Madeleine Kahle- Final Project

Blacksburg Map Blacksburg Influences

 

Understanding the Present and History of Blacksburg, Virginia

The Town of Blacksburg was originally known as Draper’s Meadow in 1748 by those people who sought to move westward from the east coast and claim their own land. The land that Blacksburg is now on was founded by a group of explorers sent out by the commander of Fort Henry, Abraham Wood in 1671. The land was eventually divided into Montgomery and Pulaski County where the land was split among settlers for their service during the Spanish-Indian Wars. The original settlement was from one-hundred and fifty to six-hundred acres.

Unfortunately, in 1755 during the French and Indian war, Draper’s Meadow was deserted after several attacks by the surrounding Shawnee Indians. Through 1768 to 1774 the land that was reclaimed by the natives was again cleared by colonies of white men.

 

In 1772 Samuel Black and his family settled in Stauton, Virginia on six-hundred acres of land that included a part of Draper’s Meadow. He built Smithfield Plantation in 1774 and the land was then divided in two sections between Samuel’s two sons, with the dividing line being Draper Road. John Black’s property covered the area that is now the main campus of Virginia Tech , and William Black owned the area that is now downtown Blacksburg. William later made a small grid of streets that created sixteen blocks which was bordered by present-day Draper Road, Jackson Street, Wharton Street, and Clay Street. Today’s town logo contains sixteen squares that represent the original sixteen blocks.

 

On January 13, 1798 the Town of Blacksburg was established, and on August 4th of that same year Black signed over the deed to the town of trustees. The original Town Hall is located on Jackson Street in Downtown Blacksburg (near Station 1 fire house). The building now known as Solitude on the south end of the Drillfield was built in 1801 for future colonel Robert Preston, and later two Virginia governors.
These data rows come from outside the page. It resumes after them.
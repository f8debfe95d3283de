//! MCP JSON-RPC request handler.
//!
//! Maps protocol methods onto the tool dispatcher. Transport-agnostic: the
//! stdio, SSE and Streamable HTTP transports all funnel decoded requests
//! through [`McpHandler::handle_request`].

use serde_json::{json, Value};
use std::collections::HashSet;
use std::str::FromStr;
use std::sync::Arc;
use thiserror::Error;
use tracing::{debug, error, info};

use super::dispatcher::{DispatchError, ToolCall, ToolDescriptor, ToolDispatcher};
use super::protocol::{
    error_codes, InitializeParams, JsonRpcNotification, JsonRpcRequest, JsonRpcResponse,
    PROTOCOL_VERSION, SUPPORTED_PROTOCOL_VERSIONS,
};

/// The closed set of methods this server understands.
#[derive(Debug, Clone, Copy, PartialEq, Eq)]
pub enum McpMethod {
    Initialize,
    Initialized,
    Ping,
    ToolsList,
    ToolsCall,
    Cancelled,
}

impl McpMethod {
    pub fn as_str(&self) -> &'static str {
        match self {
            McpMethod::Initialize => "initialize",
            McpMethod::Initialized => "notifications/initialized",
            McpMethod::Ping => "ping",
            McpMethod::ToolsList => "tools/list",
            McpMethod::ToolsCall => "tools/call",
            McpMethod::Cancelled => "notifications/cancelled",
        }
    }
}

#[derive(Debug, Error)]
#[error("Method not found: {0}")]
pub struct UnknownMethod(pub String);

impl FromStr for McpMethod {
    type Err = UnknownMethod;

    fn from_str(s: &str) -> Result<Self, Self::Err> {
        match s {
            "initialize" => Ok(McpMethod::Initialize),
            // Older clients send the bare name
            "notifications/initialized" | "initialized" => Ok(McpMethod::Initialized),
            "ping" => Ok(McpMethod::Ping),
            "tools/list" => Ok(McpMethod::ToolsList),
            "tools/call" => Ok(McpMethod::ToolsCall),
            "notifications/cancelled" => Ok(McpMethod::Cancelled),
            other => Err(UnknownMethod(other.to_string())),
        }
    }
}

/// Delivers server notifications emitted while a request is being handled.
pub struct Notifier {
    sink: Box<dyn Fn(JsonRpcNotification) + Send + Sync>,
}

impl Notifier {
    pub fn new(sink: impl Fn(JsonRpcNotification) + Send + Sync + 'static) -> Self {
        Self {
            sink: Box::new(sink),
        }
    }

    /// A notifier that drops everything.
    pub fn discard() -> Self {
        Self::new(|_| {})
    }

    pub fn notify(&self, notification: JsonRpcNotification) {
        (self.sink)(notification)
    }
}

#[derive(Debug, Error)]
pub enum RegistrationError {
    #[error("duplicate tool name: {0}")]
    DuplicateTool(String),

    #[error("tool with empty name")]
    EmptyName,
}

/// Name and version reported in the `initialize` result.
#[derive(Debug, Clone)]
pub struct ServerIdentity {
    pub name: String,
    pub version: String,
    pub instructions: Option<String>,
}

impl Default for ServerIdentity {
    fn default() -> Self {
        Self {
            name: "plane-mcp".to_string(),
            version: env!("CARGO_PKG_VERSION").to_string(),
            instructions: Some(
                "MCP server for the Plane project tracker. \
                 List, create, update and delete projects and issues. \
                 Issues can be addressed by UUID or by display code such as CLT-37."
                    .to_string(),
            ),
        }
    }
}

/// MCP request handler bound to one tool dispatcher.
pub struct McpHandler {
    dispatcher: Arc<dyn ToolDispatcher>,
    tools: Vec<ToolDescriptor>,
    identity: ServerIdentity,
}

impl McpHandler {
    /// Bind a dispatcher, validating its tool set once up front.
    pub fn new(
        dispatcher: Arc<dyn ToolDispatcher>,
        identity: ServerIdentity,
    ) -> Result<Self, RegistrationError> {
        let tools = dispatcher.tools();
        let mut seen = HashSet::new();
        for tool in &tools {
            if tool.name.is_empty() {
                return Err(RegistrationError::EmptyName);
            }
            if !seen.insert(tool.name.as_str()) {
                return Err(RegistrationError::DuplicateTool(tool.name.clone()));
            }
        }
        info!("Registered {} MCP tools", tools.len());
        Ok(Self {
            dispatcher,
            tools,
            identity,
        })
    }

    pub fn tools(&self) -> &[ToolDescriptor] {
        &self.tools
    }

    /// Handle one request or notification.
    ///
    /// Notifications never produce a response. Protocol errors become
    /// JSON-RPC error responses; `Err` is reserved for internal dispatcher
    /// failures, which each transport reports as a generic internal error.
    pub async fn handle_request(
        &self,
        request: JsonRpcRequest,
        notifier: &Notifier,
    ) -> Result<Option<JsonRpcResponse>, DispatchError> {
        let id = request.id.clone();
        debug!("MCP: Handling method: {}", request.method);

        let method = match request.method.parse::<McpMethod>() {
            Ok(method) => method,
            Err(unknown) => {
                if request.is_notification() {
                    debug!("MCP: Ignoring unknown notification {}", unknown.0);
                    return Ok(None);
                }
                return Ok(Some(JsonRpcResponse::error(
                    id,
                    error_codes::METHOD_NOT_FOUND,
                    unknown.to_string(),
                )));
            }
        };

        if request.is_notification() {
            match method {
                McpMethod::Initialized => debug!("MCP: Client finished initialization"),
                McpMethod::Cancelled => debug!("MCP: Client cancelled a request"),
                other => debug!("MCP: Ignoring {} sent as notification", other.as_str()),
            }
            return Ok(None);
        }

        let response = match method {
            McpMethod::Initialize => self.handle_initialize(id, request.params),
            McpMethod::Ping => JsonRpcResponse::success(id, json!({})),
            McpMethod::ToolsList => {
                JsonRpcResponse::success(id, json!({ "tools": self.tools }))
            }
            McpMethod::ToolsCall => {
                self.handle_call_tool(id, request.params.unwrap_or(json!({})), notifier)
                    .await?
            }
            // Notification-only methods sent with an id get an empty ack
            McpMethod::Initialized | McpMethod::Cancelled => {
                JsonRpcResponse::success(id, json!({}))
            }
        };
        Ok(Some(response))
    }

    /// Handle the initialize request, echoing the client's protocol version
    /// when we support it.
    fn handle_initialize(&self, id: Option<Value>, params: Option<Value>) -> JsonRpcResponse {
        let params = match params.map(serde_json::from_value::<InitializeParams>) {
            Some(Ok(params)) => params,
            Some(Err(e)) => {
                return JsonRpcResponse::error(
                    id,
                    error_codes::INVALID_PARAMS,
                    format!("Invalid initialize params: {}", e),
                )
            }
            None => {
                return JsonRpcResponse::error(
                    id,
                    error_codes::INVALID_PARAMS,
                    "Missing initialize params",
                )
            }
        };

        let version = if SUPPORTED_PROTOCOL_VERSIONS.contains(&params.protocol_version.as_str()) {
            params.protocol_version.as_str()
        } else {
            PROTOCOL_VERSION
        };
        info!(
            "MCP: Initializing for client {} (protocol {})",
            params.client_info.name, version
        );

        let mut result = json!({
            "protocolVersion": version,
            "capabilities": {
                "tools": { "listChanged": false }
            },
            "serverInfo": {
                "name": self.identity.name,
                "version": self.identity.version
            }
        });
        if let Some(instructions) = &self.identity.instructions {
            result["instructions"] = Value::String(instructions.clone());
        }
        JsonRpcResponse::success(id, result)
    }

    async fn handle_call_tool(
        &self,
        id: Option<Value>,
        params: Value,
        notifier: &Notifier,
    ) -> Result<JsonRpcResponse, DispatchError> {
        let progress_token = params
            .get("_meta")
            .and_then(|m| m.get("progressToken"))
            .cloned();
        let call: ToolCall = match serde_json::from_value(params) {
            Ok(call) => call,
            Err(e) => {
                return Ok(JsonRpcResponse::error(
                    id,
                    error_codes::INVALID_PARAMS,
                    format!("Invalid tools/call params: {}", e),
                ))
            }
        };
        let tool_name = call.name.clone();

        if let Some(token) = &progress_token {
            notifier.notify(progress(token, 0, format!("Calling {}", tool_name)));
        }

        let result = match self.dispatcher.call(call).await {
            Ok(result) => result,
            Err(DispatchError::UnknownTool(name)) => {
                error!("MCP: Unknown tool: {}", name);
                return Ok(JsonRpcResponse::error(
                    id,
                    error_codes::INVALID_PARAMS,
                    format!("Unknown tool: {}", name),
                ));
            }
            Err(e) => return Err(e),
        };

        if let Some(token) = &progress_token {
            notifier.notify(progress(token, 1, format!("Finished {}", tool_name)));
        }

        let value = serde_json::to_value(&result)
            .map_err(|e| DispatchError::Internal(anyhow::Error::new(e)))?;
        Ok(JsonRpcResponse::success(id, value))
    }
}

fn progress(token: &Value, progress: u64, message: String) -> JsonRpcNotification {
    JsonRpcNotification::new(
        "notifications/progress",
        json!({
            "progressToken": token,
            "progress": progress,
            "total": 1,
            "message": message
        }),
    )
}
The post office that we now go to today in downtown Blacksburg has always been in the same location since April 8, 1827.

 

Thomas W. Jones became Blacksburg’s first mayor in 1871 and then one year later the Virginia Agricultural and Mechanical College opened on October 2, 1872. The institution first started with only three members and later grew to become Virginia Polytechnic Institute and State University, now known as Virginia Tech. Through the early 1900s the town began to grow as it incorporated its first Fire-fighting unit and rescue services crew, automobiles came into view, a train station was built (now known as the Huckleberry), the first filling station opened, an airport became operational, and buses started to make rounds.

 

The first location for Blacksburg High School was on South Main in 1952 and later became Blacksburg Middle School. Margaret J. Beeks and Gilbert F. Linkous Elementary Schools were completed in 1963 and Harding Avenue Elementary was completed in 1972. Patrick Henry Drive became the new site of Blacksburg High School in 1974 after issues of overcrowding over the years before.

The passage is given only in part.